Aku temui wanita itu, aku persilahkan dia duduk dikursi yang ada di teras / ruang tamu. Dia tidak bicara apa-apa, wajahnya bersedih, dia hanya diam sambil sesekali menyeka air matanya yang menetes, kedua jari tangannya di mainkan nampak dengan penuh kejengkelan yang sangad. " Ada apa? " Tanyaku padanya, dan diapun hanya terdiam dan terus menyeka air matanya. 

Setelah aku anggap keadaan sudah membaik, setelah dia menumpahkan air matanya dan setelah dia menumpahkan kejengkelannya, akupun mengulangi pertanyaanku kepadanya, " Ada apa? ". Sambil menunduk dia menjawab, " Mengapa begitu berat hubungan ini, Aku sudah berusaha sabar dan sabar namun aku selalu dipersalahkan. semua orang dipengaruhinya, semua pekerjaanku menurutnya salah semuanya tidak ada yang benar, Apalagi......." Sampai pada kalimat tersebut, suaranya terhenti sejenak sambil sesenggukan. lalu dia melanjutkan kalimatnya. " ..... Apalagi aku ( merasa ) dituduh merebut sampean dari orang lain."  selesai mengatakan hal itu, dia kembali sesenggukan.
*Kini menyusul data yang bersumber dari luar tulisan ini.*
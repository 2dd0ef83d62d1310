//! Transformation function handlers
//!
//! Each function identifier selects one handler. A handler implements one
//! or both capabilities:
//!
//! | Handler | Type | Property |
//! |---------|------|----------|
//! | retype | yes | |
//! | join | yes | yes |
//! | rename, classification, formatted_string, date_extraction, math_expression, assign | | yes |
//!
//! Handlers are stateless. Everything they produce goes into the
//! [`MappingContext`] passed to them; the returned mapping is a copy of the
//! entry as it stands after the call.

mod assign;
mod classification;
mod date_extraction;
mod formatted_string;
mod join;
mod math_expression;
mod property;
mod rename;
mod retype;

pub use classification::NotClassifiedAction;

use crate::alignment::Cell;
use crate::context::MappingContext;
use crate::document::{AttributeMapping, FeatureTypeMapping};
use crate::error::{Error, Result};

/// What a handler can do with a cell
#[derive(Debug, Clone, Copy, PartialEq, Eq)]
pub enum Capability {
    /// Produces or locates a feature type mapping
    TypeTransformation,
    /// Produces one attribute mapping
    PropertyTransformation,
}

impl std::fmt::Display for Capability {
    fn fmt(&self, f: &mut std::fmt::Formatter<'_>) -> std::fmt::Result {
        match self {
            Capability::TypeTransformation => write!(f, "type"),
            Capability::PropertyTransformation => write!(f, "property"),
        }
    }
}

/// Handler registry, one variant per supported function
#[derive(Debug, Clone, Copy, PartialEq, Eq)]
pub enum FunctionHandler {
    Retype,
    Rename,
    Join,
    Classification,
    FormattedString,
    DateExtraction,
    MathematicalExpression,
    Assign,
}

const TYPE_ONLY: &[Capability] = &[Capability::TypeTransformation];
const PROPERTY_ONLY: &[Capability] = &[Capability::PropertyTransformation];
const BOTH: &[Capability] = &[
    Capability::TypeTransformation,
    Capability::PropertyTransformation,
];

impl FunctionHandler {
    pub const ALL: [FunctionHandler; 8] = [
        FunctionHandler::Retype,
        FunctionHandler::Rename,
        FunctionHandler::Join,
        FunctionHandler::Classification,
        FunctionHandler::FormattedString,
        FunctionHandler::DateExtraction,
        FunctionHandler::MathematicalExpression,
        FunctionHandler::Assign,
    ];

    /// Handler for a function identifier
    pub fn for_function(id: &str) -> Option<Self> {
        match id {
            "retype" => Some(FunctionHandler::Retype),
            "rename" => Some(FunctionHandler::Rename),
            "join" => Some(FunctionHandler::Join),
            "classification" => Some(FunctionHandler::Classification),
            "formatted_string" => Some(FunctionHandler::FormattedString),
            "date_extraction" => Some(FunctionHandler::DateExtraction),
            "math_expression" => Some(FunctionHandler::MathematicalExpression),
            "assign" | "assign_bound" => Some(FunctionHandler::Assign),
            _ => None,
        }
    }

    /// Like [`Self::for_function`], failing with `UnknownFunction`
    pub fn require(id: &str) -> Result<Self> {
        Self::for_function(id).ok_or_else(|| Error::UnknownFunction(id.to_string()))
    }

    /// Primary function identifier
    pub fn id(&self) -> &'static str {
        match self {
            FunctionHandler::Retype => "retype",
            FunctionHandler::Rename => "rename",
            FunctionHandler::Join => "join",
            FunctionHandler::Classification => "classification",
            FunctionHandler::FormattedString => "formatted_string",
            FunctionHandler::DateExtraction => "date_extraction",
            FunctionHandler::MathematicalExpression => "math_expression",
            FunctionHandler::Assign => "assign",
        }
    }

    pub fn capabilities(&self) -> &'static [Capability] {
        match self {
            FunctionHandler::Retype => TYPE_ONLY,
            FunctionHandler::Join => BOTH,
            _ => PROPERTY_ONLY,
        }
    }

    pub fn supports(&self, capability: Capability) -> bool {
        self.capabilities().contains(&capability)
    }

    fn unsupported(&self, capability: Capability) -> Error {
        Error::UnsupportedCapability {
            function: self.id().to_string(),
            capability: capability.to_string(),
        }
    }

    /// Establish the feature type mapping of a type cell
    pub fn handle_type_transformation(
        &self,
        cell: &Cell,
        ctx: &mut MappingContext<'_>,
    ) -> Result<FeatureTypeMapping> {
        match self {
            FunctionHandler::Retype => retype::handle_type(cell, ctx),
            FunctionHandler::Join => join::handle_type(cell, ctx),
            _ => Err(self.unsupported(Capability::TypeTransformation)),
        }
    }

    /// Compile a property cell into the mapping established by `type_cell`
    pub fn handle_property_transformation(
        &self,
        type_cell: &Cell,
        cell: &Cell,
        ctx: &mut MappingContext<'_>,
    ) -> Result<AttributeMapping> {
        let expression = match self {
            FunctionHandler::Retype => {
                return Err(self.unsupported(Capability::PropertyTransformation))
            }
            FunctionHandler::Join => return join::handle_property(cell, ctx),
            FunctionHandler::Rename => rename::expression(cell, ctx)?,
            FunctionHandler::Classification => classification::expression(cell, ctx)?,
            FunctionHandler::FormattedString => formatted_string::expression(cell, ctx)?,
            FunctionHandler::DateExtraction => date_extraction::expression(cell, ctx)?,
            FunctionHandler::MathematicalExpression => math_expression::expression(cell, ctx)?,
            FunctionHandler::Assign => assign::expression(cell, ctx)?,
        };
        property::apply(type_cell, cell, ctx, expression)
    }
}
//! Schema trees, the read-only input model
//!
//! Source and target schemas are produced by external schema readers and
//! consumed here as nested child-definition graphs. A type owns an ordered
//! list of children; a child is either a property (element or XML attribute,
//! bound to a type by name) or a group (sequence or choice) whose children
//! are inlined.
//!
//! ## Example Schema
//!
//! ```yaml
//! prefixes:
//!   lcv: http://inspire.ec.europa.eu/schemas/lcv/3.0
//! types:
//!   - name: "{http://inspire.ec.europa.eu/schemas/lcv/3.0}LandCoverUnitType"
//!     element: "{http://inspire.ec.europa.eu/schemas/lcv/3.0}LandCoverUnit"
//!     feature_type: true
//!     children:
//!       - kind: property
//!         name: "{http://www.opengis.net/gml/3.2}id"
//!         attribute: true
//!       - kind: property
//!         name: "{http://inspire.ec.europa.eu/schemas/lcv/3.0}geometry"
//!         type: "{http://www.opengis.net/gml/3.2}GeometryPropertyType"
//! ```

use crate::error::{Error, Result};
use indexmap::IndexMap;
use schemars::JsonSchema;
use serde::{Deserialize, Serialize};
use std::collections::BTreeMap;

/// GML 3.2 namespace
pub const GML_NS: &str = "http://www.opengis.net/gml/3.2";
/// GML 3.1 namespace
pub const GML_31_NS: &str = "http://www.opengis.net/gml";
/// XLink namespace
pub const XLINK_NS: &str = "http://www.w3.org/1999/xlink";

/// Qualified name in Clark notation: `{namespace}local`, or bare `local`
#[derive(Debug, Clone, PartialEq, Eq, Hash, PartialOrd, Ord, Serialize, Deserialize, JsonSchema)]
#[serde(transparent)]
pub struct QName(String);

impl QName {
    pub fn new(namespace: &str, local: &str) -> Self {
        if namespace.is_empty() {
            QName(local.to_string())
        } else {
            QName(format!("{{{}}}{}", namespace, local))
        }
    }

    /// Name without a namespace
    pub fn unqualified(local: &str) -> Self {
        QName(local.to_string())
    }

    pub fn namespace(&self) -> &str {
        match self.split() {
            Some((ns, _)) => ns,
            None => "",
        }
    }

    pub fn local_name(&self) -> &str {
        match self.split() {
            Some((_, local)) => local,
            None => &self.0,
        }
    }

    pub fn is_qualified(&self) -> bool {
        !self.namespace().is_empty()
    }

    fn split(&self) -> Option<(&str, &str)> {
        let rest = self.0.strip_prefix('{')?;
        rest.split_once('}')
    }
}

impl std::fmt::Display for QName {
    fn fmt(&self, f: &mut std::fmt::Formatter<'_>) -> std::fmt::Result {
        write!(f, "{}", self.0)
    }
}

impl From<&str> for QName {
    fn from(s: &str) -> Self {
        QName(s.to_string())
    }
}

/// True for the `gml:id` attribute of any GML version
pub fn is_gml_id(name: &QName) -> bool {
    name.local_name() == "id" && is_gml_namespace(name.namespace())
}

pub fn is_gml_namespace(uri: &str) -> bool {
    matches!(uri, GML_NS | GML_31_NS)
}

/// A complete schema as produced by a schema reader
#[derive(Debug, Clone, Default, Serialize, Deserialize, JsonSchema)]
pub struct Schema {
    /// Prefix hints (prefix -> namespace URI)
    #[serde(default, skip_serializing_if = "BTreeMap::is_empty")]
    pub prefixes: BTreeMap<String, String>,

    /// Type definitions
    #[serde(default)]
    pub types: Vec<TypeDefinition>,
}

/// A named type with its ordered children
#[derive(Debug, Clone, Serialize, Deserialize, JsonSchema)]
pub struct TypeDefinition {
    /// Type name
    pub name: QName,

    /// Global element declared with this type
    #[serde(default, skip_serializing_if = "Option::is_none")]
    pub element: Option<QName>,

    /// Whether this is a feature type (a type-mapping boundary)
    #[serde(default)]
    pub feature_type: bool,

    /// Whether this is a geometry type
    #[serde(default)]
    pub geometry: bool,

    /// Child definitions in document order
    #[serde(default)]
    pub children: Vec<ChildDefinition>,
}

impl TypeDefinition {
    pub fn new(name: QName) -> Self {
        Self {
            name,
            element: None,
            feature_type: false,
            geometry: false,
            children: vec![],
        }
    }

    /// Element used to emit instances of this type
    pub fn element_name(&self) -> &QName {
        self.element.as_ref().unwrap_or(&self.name)
    }
}

/// A child of a type or group
#[derive(Debug, Clone, Serialize, Deserialize, JsonSchema)]
#[serde(tag = "kind", rename_all = "snake_case")]
pub enum ChildDefinition {
    Property(PropertyDefinition),
    Group(GroupDefinition),
}

impl ChildDefinition {
    pub fn name(&self) -> &QName {
        match self {
            ChildDefinition::Property(p) => &p.name,
            ChildDefinition::Group(g) => &g.name,
        }
    }
}

/// An element or XML attribute
#[derive(Debug, Clone, PartialEq, Eq, Serialize, Deserialize, JsonSchema)]
pub struct PropertyDefinition {
    pub name: QName,

    /// Property type; absent for simple content
    #[serde(rename = "type", default, skip_serializing_if = "Option::is_none")]
    pub type_name: Option<QName>,

    /// maxOccurs > 1
    #[serde(default)]
    pub repeatable: bool,

    /// XML attribute rather than element
    #[serde(default)]
    pub attribute: bool,
}

/// A sequence or choice group
#[derive(Debug, Clone, Serialize, Deserialize, JsonSchema)]
pub struct GroupDefinition {
    pub name: QName,

    #[serde(default)]
    pub choice: bool,

    #[serde(default)]
    pub repeatable: bool,

    /// Abstract head element this choice substitutes (e.g. gml:AbstractGeometry)
    #[serde(default, skip_serializing_if = "Option::is_none")]
    pub substitution_head: Option<QName>,

    #[serde(default)]
    pub children: Vec<ChildDefinition>,
}

impl Schema {
    /// Parse schema from YAML string
    pub fn from_yaml(yaml: &str) -> Result<Self> {
        Ok(serde_norway::from_str(yaml)?)
    }

    /// Parse schema from JSON string
    pub fn from_json(json: &str) -> Result<Self> {
        Ok(serde_json::from_str(json)?)
    }
}

/// Lookup index over a schema
#[derive(Debug, Clone, Default)]
pub struct SchemaIndex {
    types: IndexMap<QName, TypeDefinition>,
    prefix_hints: BTreeMap<String, String>,
}

impl SchemaIndex {
    pub fn new(schema: Schema) -> Self {
        let prefix_hints = schema
            .prefixes
            .iter()
            .map(|(prefix, uri)| (uri.clone(), prefix.clone()))
            .collect();
        let types = schema
            .types
            .into_iter()
            .map(|t| (t.name.clone(), t))
            .collect();
        Self {
            types,
            prefix_hints,
        }
    }

    pub fn get(&self, name: &QName) -> Option<&TypeDefinition> {
        self.types.get(name)
    }

    pub fn require(&self, name: &QName) -> Result<&TypeDefinition> {
        self.get(name)
            .ok_or_else(|| Error::UnknownType(name.to_string()))
    }

    pub fn types(&self) -> impl Iterator<Item = &TypeDefinition> {
        self.types.values()
    }

    /// Prefix suggested by the schema for a namespace URI
    pub fn prefix_hint(&self, uri: &str) -> Option<&str> {
        self.prefix_hints.get(uri).map(|s| s.as_str())
    }

    /// Type bound to a property, if it is a known complex type
    pub fn property_type(&self, property: &PropertyDefinition) -> Option<&TypeDefinition> {
        property.type_name.as_ref().and_then(|t| self.get(t))
    }

    /// Children reachable below a property
    pub fn property_children(&self, property: &PropertyDefinition) -> &[ChildDefinition] {
        self.property_type(property)
            .map(|t| t.children.as_slice())
            .unwrap_or(&[])
    }

    /// First direct element child of `property` whose type is a feature type other than `exclude`
    pub fn contained_feature(
        &self,
        property: &PropertyDefinition,
        exclude: &QName,
    ) -> Option<(&PropertyDefinition, &TypeDefinition)> {
        find_contained_feature(self, self.property_children(property), exclude)
    }

    /// Walk plain property names from a type (used for source properties)
    pub fn walk<'a>(
        &'a self,
        type_def: &'a TypeDefinition,
        names: &[QName],
    ) -> Result<&'a PropertyDefinition> {
        let mut children = type_def.children.as_slice();
        let mut found = None;
        for (i, name) in names.iter().enumerate() {
            let property = match find_child(children, name) {
                Some(ChildDefinition::Property(p)) => p,
                Some(ChildDefinition::Group(g)) => {
                    children = &g.children;
                    continue;
                }
                None => {
                    return Err(Error::UnresolvedPath {
                        type_name: type_def.name.to_string(),
                        path: join_local(&names[..i]),
                        step: name.to_string(),
                    })
                }
            };
            children = self.property_children(property);
            found = Some(property);
        }
        found.ok_or_else(|| Error::UnresolvedPath {
            type_name: type_def.name.to_string(),
            path: String::new(),
            step: String::from("(empty)"),
        })
    }
}

/// Find a direct child by name; a bare local name matches any namespace
pub fn find_child<'a>(children: &'a [ChildDefinition], name: &QName) -> Option<&'a ChildDefinition> {
    children.iter().find(|c| c.name() == name).or_else(|| {
        if name.is_qualified() {
            return None;
        }
        children
            .iter()
            .find(|c| c.name().local_name() == name.local_name())
    })
}

fn find_contained_feature<'a>(
    index: &'a SchemaIndex,
    children: &'a [ChildDefinition],
    exclude: &QName,
) -> Option<(&'a PropertyDefinition, &'a TypeDefinition)> {
    for child in children {
        match child {
            ChildDefinition::Property(p) if !p.attribute => {
                if let Some(t) = index.property_type(p) {
                    if t.feature_type && &t.name != exclude {
                        return Some((p, t));
                    }
                }
            }
            ChildDefinition::Group(g) => {
                if let Some(found) = find_contained_feature(index, &g.children, exclude) {
                    return Some(found);
                }
            }
            _ => {}
        }
    }
    None
}

fn join_local(names: &[QName]) -> String {
    names
        .iter()
        .map(|n| n.local_name())
        .collect::<Vec<_>>()
        .join("/")
}
//! Mapping document - the compiled output
//!
//! A namespace table plus one [`FeatureTypeMapping`] per target feature
//! type. Field names serialize in camelCase so JSON and YAML output match
//! the element names of the XML rendering.

use crate::config::OutputFormat;
use crate::error::Result;
use crate::templates;
use schemars::JsonSchema;
use serde::{Deserialize, Serialize};

/// The compiled mapping document
#[derive(Debug, Clone, Default, PartialEq, Serialize, Deserialize, JsonSchema)]
#[serde(rename_all = "camelCase")]
pub struct MappingDocument {
    /// Prefix table, each prefix unique
    pub namespaces: Vec<Namespace>,

    /// Type mappings in creation order
    pub type_mappings: Vec<FeatureTypeMapping>,
}

#[derive(Debug, Clone, PartialEq, Eq, Serialize, Deserialize, JsonSchema)]
pub struct Namespace {
    pub prefix: String,
    pub uri: String,
}

/// Mapping of one source type onto one target element
#[derive(Debug, Clone, PartialEq, Serialize, Deserialize, JsonSchema)]
#[serde(rename_all = "camelCase")]
pub struct FeatureTypeMapping {
    pub source_type: String,
    pub target_element: String,
    #[serde(default)]
    pub attribute_mappings: Vec<AttributeMapping>,
}

/// One target attribute and how to compute it
#[derive(Debug, Clone, Default, PartialEq, Serialize, Deserialize, JsonSchema)]
#[serde(rename_all = "camelCase")]
pub struct AttributeMapping {
    pub target_attribute: String,

    /// Concrete substitution type when the path goes through an abstract element
    #[serde(default, skip_serializing_if = "Option::is_none")]
    pub target_attribute_node: Option<String>,

    #[serde(default, skip_serializing_if = "Option::is_none")]
    pub source_expression: Option<String>,

    #[serde(default, skip_serializing_if = "Option::is_none")]
    pub id_expression: Option<String>,

    #[serde(default)]
    pub is_multiple: bool,

    #[serde(default, skip_serializing_if = "Option::is_none")]
    pub link_element: Option<String>,

    #[serde(default, skip_serializing_if = "Option::is_none")]
    pub link_field: Option<String>,

    #[serde(default, skip_serializing_if = "Vec::is_empty")]
    pub client_properties: Vec<ClientProperty>,
}

/// XML-attribute decoration on a target element
#[derive(Debug, Clone, PartialEq, Eq, Serialize, Deserialize, JsonSchema)]
pub struct ClientProperty {
    pub name: String,
    pub value: String,
}

impl AttributeMapping {
    pub fn new(target_attribute: &str) -> Self {
        Self {
            target_attribute: target_attribute.to_string(),
            ..Default::default()
        }
    }

    pub fn client_property(&self, name: &str) -> Option<&str> {
        self.client_properties
            .iter()
            .find(|p| p.name == name)
            .map(|p| p.value.as_str())
    }

    /// Set a client property, replacing an existing one of the same name in place
    pub fn set_client_property(&mut self, name: &str, value: &str) {
        match self.client_properties.iter_mut().find(|p| p.name == name) {
            Some(existing) => existing.value = value.to_string(),
            None => self.client_properties.push(ClientProperty {
                name: name.to_string(),
                value: value.to_string(),
            }),
        }
    }

    pub fn is_linked(&self) -> bool {
        self.link_field.is_some()
    }
}

impl FeatureTypeMapping {
    pub fn new(source_type: &str, target_element: &str) -> Self {
        Self {
            source_type: source_type.to_string(),
            target_element: target_element.to_string(),
            attribute_mappings: vec![],
        }
    }

    /// Attribute mapping by rendered target path
    pub fn attribute(&self, target_attribute: &str) -> Option<&AttributeMapping> {
        self.attribute_mappings
            .iter()
            .find(|a| a.target_attribute == target_attribute)
    }
}

impl MappingDocument {
    pub fn type_mapping(&self, target_element: &str) -> Option<&FeatureTypeMapping> {
        self.type_mappings
            .iter()
            .find(|m| m.target_element == target_element)
    }

    pub fn prefix_for(&self, uri: &str) -> Option<&str> {
        self.namespaces
            .iter()
            .find(|n| n.uri == uri)
            .map(|n| n.prefix.as_str())
    }

    pub fn to_json(&self) -> Result<String> {
        Ok(serde_json::to_string_pretty(self)?)
    }

    pub fn to_yaml(&self) -> Result<String> {
        Ok(serde_norway::to_string(self)?)
    }

    pub fn to_xml(&self) -> Result<String> {
        templates::render_document(self)
    }

    /// Render in the requested format
    pub fn render(&self, format: OutputFormat) -> Result<String> {
        match format {
            OutputFormat::Xml => self.to_xml(),
            OutputFormat::Json => self.to_json(),
            OutputFormat::Yaml => self.to_yaml(),
        }
    }

    /// Fingerprint over the canonical JSON form
    pub fn hash(&self) -> String {
        use sha2::{Digest, Sha256};
        let content = serde_json::to_string(self).unwrap_or_default();
        let mut hasher = Sha256::new();
        hasher.update(content.as_bytes());
        format!("sha256:{}", hex::encode(&hasher.finalize()[..8]))
    }
}
//! Mathematical expression: emitted verbatim

use super::property;
use crate::alignment::Cell;
use crate::context::MappingContext;
use crate::error::{Error, Result};
use crate::expression::Expr;

pub(super) const PARAMETER_EXPRESSION: &str = "expression";
pub(super) const ENTITY_VARIABLE: &str = "var";

pub(super) fn expression(cell: &Cell, ctx: &mut MappingContext<'_>) -> Result<Expr> {
    let text = cell.require_text_parameter(PARAMETER_EXPRESSION)?;
    if text.trim().is_empty() {
        return Err(Error::InvalidParameter {
            function: cell.function.clone(),
            parameter: PARAMETER_EXPRESSION.into(),
            message: "expression is empty".into(),
        });
    }
    for variable in property::role_sources(cell, ENTITY_VARIABLE) {
        property::source_property(ctx, variable)?;
    }
    Ok(Expr::raw(&text))
}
Mendengar hal yang disampaikannya itu aku sudah mengerti mengapa dan oleh siapa dia diperlakukan seperti itu. ya dia adalah your's sang penulis surat diatas sekaligus atasan dari wanita yang datang ke kosku itu. Aku berdiri meninggalkan wanita itu tanpa permisi, karena aku merasa itu adalah masalah mudah. Aku menuju kamarku, kemudian aku ambil surat dari mbak your's yang aku simpan di lemari baju dan aku serahkan ke wanita tersebut. Tidak ada kata yang aku ucapkan hingga wanita itu paham sendiri apa sebenarnya yang terjadi. Setelah membaca surat tersebut dia pulang dengan tanpa air mata. 

Dik Sri...
Itulah cerita menarik tentang surat itu, surat itu bisa menyelesaikan masalah tanpa aku harus berkata-kata.